** EXERCISE DESCRIPTION **
In the data, find each line where the word "positions" appears and list that line.
────────────────
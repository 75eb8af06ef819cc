//! Bar renderer for the control node
//!
//! The TFT panel driver is not part of this firmware; bars are reported on
//! the defmt log instead.

use core::convert::Infallible;

use defmt::*;
use op2001_core::traits::BarRenderer;
use op2001_core::BarColor;

pub struct LogRenderer;

impl BarRenderer for LogRenderer {
    type Error = Infallible;

    fn draw_bar(
        &mut self,
        position: usize,
        value: i32,
        color: BarColor,
        label: &'static str,
    ) -> Result<(), Infallible> {
        debug!("bar {}: {} = {} ({:?})", position, label, value, color);
        Ok(())
    }
}
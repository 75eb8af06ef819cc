//! Link errors and drop counters
//!
//! Every error here is recovered inside the node that saw it. The counters
//! are the only place they surface.

use op2001_protocol::{BusError, ParseError};

/// Recoverable faults on either input path
#[derive(Debug, Clone, Copy, PartialEq, Eq)]
#[cfg_attr(feature = "defmt", derive(defmt::Format))]
pub enum LinkError {
    /// Serial frame exceeded capacity; buffered bytes dropped
    TransportOverflow,
    /// Completed frame could not be decoded; frame dropped
    Parse(ParseError),
    /// Message addressed a channel the sink does not have; message dropped
    ChannelOutOfRange,
    /// Bus read failed or returned a short reply; cached values kept
    BusTransactionFailure,
    /// UART reported a receive error (framing, parity, break or overrun)
    UartFault,
}

impl From<ParseError> for LinkError {
    fn from(err: ParseError) -> Self {
        LinkError::Parse(err)
    }
}

impl From<BusError> for LinkError {
    fn from(_: BusError) -> Self {
        LinkError::BusTransactionFailure
    }
}

/// Per-node link statistics
#[derive(Debug, Clone, Copy, Default, PartialEq, Eq)]
#[cfg_attr(feature = "defmt", derive(defmt::Format))]
pub struct LinkStats {
    /// Serial frames decoded and applied
    pub frames_accepted: u32,
    /// Bus snapshots decoded and applied
    pub transactions: u32,
    pub overflows: u32,
    pub parse_errors: u32,
    pub out_of_range: u32,
    pub bus_failures: u32,
    pub uart_faults: u32,
}

impl LinkStats {
    pub const fn new() -> Self {
        Self {
            frames_accepted: 0,
            transactions: 0,
            overflows: 0,
            parse_errors: 0,
            out_of_range: 0,
            bus_failures: 0,
            uart_faults: 0,
        }
    }

    /// Count a recovered error
    pub fn record(&mut self, err: LinkError) {
        let counter = match err {
            LinkError::TransportOverflow => &mut self.overflows,
            LinkError::Parse(_) => &mut self.parse_errors,
            LinkError::ChannelOutOfRange => &mut self.out_of_range,
            LinkError::BusTransactionFailure => &mut self.bus_failures,
            LinkError::UartFault => &mut self.uart_faults,
        };
        *counter = counter.saturating_add(1);
    }

    pub fn record_frame(&mut self) {
        self.frames_accepted = self.frames_accepted.saturating_add(1);
    }

    pub fn record_transaction(&mut self) {
        self.transactions = self.transactions.saturating_add(1);
    }

    /// Serial frames lost to overflow, decode failure or bad index
    pub fn dropped_frames(&self) -> u32 {
        self.overflows
            .saturating_add(self.parse_errors)
            .saturating_add(self.out_of_range)
    }
}

#[cfg(test)]
mod tests {
    use super::*;

    #[test]
    fn test_record_each_kind() {
        let mut stats = LinkStats::new();
        stats.record(LinkError::TransportOverflow);
        stats.record(LinkError::Parse(ParseError::UnknownKind));
        stats.record(LinkError::Parse(ParseError::Malformed));
        stats.record(LinkError::ChannelOutOfRange);
        stats.record(LinkError::BusTransactionFailure);
        stats.record(LinkError::UartFault);

        assert_eq!(stats.overflows, 1);
        assert_eq!(stats.parse_errors, 2);
        assert_eq!(stats.out_of_range, 1);
        assert_eq!(stats.bus_failures, 1);
        assert_eq!(stats.uart_faults, 1);
        assert_eq!(stats.dropped_frames(), 4);
    }

    #[test]
    fn test_counters_saturate() {
        let mut stats = LinkStats {
            overflows: u32::MAX,
            ..LinkStats::new()
        };
        stats.record(LinkError::TransportOverflow);
        assert_eq!(stats.overflows, u32::MAX);
    }

    #[test]
    fn test_error_conversions() {
        assert_eq!(
            LinkError::from(BusError::Incomplete),
            LinkError::BusTransactionFailure
        );
        assert_eq!(
            LinkError::from(ParseError::Malformed),
            LinkError::Parse(ParseError::Malformed)
        );
    }
}
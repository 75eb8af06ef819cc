//! Audio chip register trait
//!
//! Register layout follows the SID: seven registers per voice, frequency
//! word low byte first.

use op2001_protocol::clamp_encoder;

/// Writes one synthesis chip register
pub trait RegisterWriter {
    type Error;

    /// Write `value` to `address` on chip `chip`
    fn write_register(&mut self, chip: u8, address: u8, value: u8) -> Result<(), Self::Error>;
}

/// Synthesis voice
#[derive(Debug, Clone, Copy, PartialEq, Eq)]
#[cfg_attr(feature = "defmt", derive(defmt::Format))]
pub enum Voice {
    One,
    Two,
    Three,
}

impl Voice {
    /// First register of this voice's block
    pub const fn base_register(self) -> u8 {
        match self {
            Voice::One => 0,
            Voice::Two => 7,
            Voice::Three => 14,
        }
    }
}

/// Chip clock the frequency word is scaled against
const CHIP_CLOCK_HZ: u64 = 1_000_000;

/// Output frequency in Hz for an encoder position
pub fn voice_frequency_hz(position: i32) -> u32 {
    // clamp_encoder keeps the result non-negative
    200 + 10 * clamp_encoder(position).unsigned_abs()
}

/// Program a voice's oscillator from an encoder position
pub fn set_voice_frequency<W: RegisterWriter>(
    writer: &mut W,
    chip: u8,
    voice: Voice,
    position: i32,
) -> Result<(), W::Error> {
    let hz = u64::from(voice_frequency_hz(position));
    let word = (hz * 16_777_216 / CHIP_CLOCK_HZ) as u16;
    let [lo, hi] = word.to_le_bytes();

    let base = voice.base_register();
    writer.write_register(chip, base, lo)?;
    writer.write_register(chip, base + 1, hi)
}
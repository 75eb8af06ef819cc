//! GPIO pin abstractions
//!
//! Digital pins used by the input nodes: the shift register's clock, load and
//! data lines, and the A/B phases of each rotary encoder.

/// Digital output pin
pub trait OutputPin {
    /// Drive the pin high (logic 1)
    fn set_high(&mut self);

    /// Drive the pin low (logic 0)
    fn set_low(&mut self);

    /// Drive the pin to a specific level
    fn set_state(&mut self, high: bool) {
        if high {
            self.set_high();
        } else {
            self.set_low();
        }
    }
}

/// Digital input pin
///
/// Buttons on the input board are wired active-low, so `is_low()` means
/// "pressed" at the pin level. The protocol flips that polarity once, at the
/// bus responder.
pub trait InputPin {
    /// Check if the pin reads high (logic 1)
    fn is_high(&self) -> bool;

    /// Check if the pin reads low (logic 0)
    fn is_low(&self) -> bool {
        !self.is_high()
    }

    /// Read the pin as a single bit (1 = high)
    fn read_bit(&self) -> u8 {
        u8::from(self.is_high())
    }
}
//! Embassy async tasks
//!
//! Each task runs independently and communicates via the statics in
//! `channels`.

pub mod bus_poll;
pub mod render;
pub mod serial_rx;
pub mod stats;

pub use bus_poll::bus_poll_task;
pub use render::render_task;
pub use serial_rx::serial_rx_task;
pub use stats::stats_task;
//! Snapshot reply for the polled I2C bus
//!
//! Reply format (9 bytes, no request parameters):
//! ```text
//! ┌────────┬────────┬────────┬────────┬─────────┐
//! │ ENC 0  │ ENC 1  │ ENC 2  │ ENC 3  │ BUTTONS │
//! │ i16 BE │ i16 BE │ i16 BE │ i16 BE │ 1B      │
//! └────────┴────────┴────────┴────────┴─────────┘
//! ```
//!
//! Button byte: bit `0x08 >> i` is button `i` for `i` in 0..4, upper nibble
//! unused. In the reply `1` always means pressed.

/// Default 7-bit address of the encoder board
pub const ENCODER_BOARD_ADDRESS: u8 = 0x08;

/// Encoders carried per reply
pub const BUS_ENCODERS: usize = 4;

/// Buttons carried per reply
pub const BUS_BUTTONS: usize = 4;

/// Reply length in bytes
pub const BUS_REPLY_LEN: usize = BUS_ENCODERS * 2 + 1;

/// Errors that can occur when decoding a bus reply
#[derive(Debug, Clone, Copy, PartialEq, Eq)]
#[cfg_attr(feature = "defmt", derive(defmt::Format))]
pub enum BusError {
    /// Reply was shorter or longer than [`BUS_REPLY_LEN`]
    Incomplete,
}

/// Button states in reply polarity (1 = pressed)
#[derive(Debug, Clone, Copy, PartialEq, Eq, Default)]
#[cfg_attr(feature = "defmt", derive(defmt::Format))]
pub struct ButtonBitmap(u8);

impl ButtonBitmap {
    /// Bitmap with no button pressed
    pub const RELEASED: Self = Self(0);

    /// Convert a raw pin/shift-register read (0 = pressed)
    ///
    /// This is the single polarity flip on the input path.
    pub const fn from_raw_inputs(raw: u8) -> Self {
        Self(!raw)
    }

    /// Wrap a byte already in reply polarity
    pub const fn from_bits(bits: u8) -> Self {
        Self(bits)
    }

    /// Byte as sent on the wire
    pub const fn bits(self) -> u8 {
        self.0
    }

    /// Bitmap from per-button states, buttons past [`BUS_BUTTONS`] ignored
    pub fn from_states(pressed: &[bool]) -> Self {
        let mut bits = 0;
        for (i, &p) in pressed.iter().take(BUS_BUTTONS).enumerate() {
            if p {
                bits |= Self::mask(i);
            }
        }
        Self(bits)
    }

    /// Returns true if button `index` is pressed
    ///
    /// Indices past [`BUS_BUTTONS`] read as released.
    pub fn is_pressed(self, index: usize) -> bool {
        index < BUS_BUTTONS && self.0 & Self::mask(index) != 0
    }

    /// All carried buttons, in index order
    pub fn states(self) -> [bool; BUS_BUTTONS] {
        core::array::from_fn(|i| self.is_pressed(i))
    }

    const fn mask(index: usize) -> u8 {
        0x08 >> index
    }
}

/// One decoded snapshot reply
#[derive(Debug, Clone, Copy, PartialEq, Eq, Default)]
#[cfg_attr(feature = "defmt", derive(defmt::Format))]
pub struct BusReply {
    /// Quantized encoder positions
    pub encoders: [i16; BUS_ENCODERS],
    /// Button states
    pub buttons: ButtonBitmap,
}

impl BusReply {
    /// Build a reply from sampled positions, saturating to 16 bits
    pub fn from_positions(positions: &[i32; BUS_ENCODERS], buttons: ButtonBitmap) -> Self {
        Self {
            encoders: positions.map(saturate_i16),
            buttons,
        }
    }

    /// Encode as the 9-byte wire reply
    pub fn encode(&self) -> [u8; BUS_REPLY_LEN] {
        let mut out = [0u8; BUS_REPLY_LEN];
        for (chunk, value) in out.chunks_exact_mut(2).zip(self.encoders) {
            chunk.copy_from_slice(&value.to_be_bytes());
        }
        out[BUS_REPLY_LEN - 1] = self.buttons.bits();
        out
    }

    /// Decode a wire reply
    pub fn decode(bytes: &[u8]) -> Result<Self, BusError> {
        if bytes.len() != BUS_REPLY_LEN {
            return Err(BusError::Incomplete);
        }

        let mut encoders = [0i16; BUS_ENCODERS];
        for (value, chunk) in encoders.iter_mut().zip(bytes.chunks_exact(2)) {
            *value = i16::from_be_bytes([chunk[0], chunk[1]]);
        }

        Ok(Self {
            encoders,
            buttons: ButtonBitmap::from_bits(bytes[BUS_REPLY_LEN - 1]),
        })
    }

    /// Encoder positions widened for the channel model
    pub fn positions(&self) -> [i32; BUS_ENCODERS] {
        self.encoders.map(i32::from)
    }
}

fn saturate_i16(value: i32) -> i16 {
    value.clamp(i16::MIN as i32, i16::MAX as i32) as i16
}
────────────────
** SOLUTION TO THIS TASK **
    /// Quantized encoder positions
    /// Build a reply from sampled positions, saturating to 16 bits
    pub fn from_positions(positions: &[i32; BUS_ENCODERS], buttons: ButtonBitmap) -> Self {
            encoders: positions.map(saturate_i16),
    /// Encoder positions widened for the channel model
    pub fn positions(&self) -> [i32; BUS_ENCODERS] {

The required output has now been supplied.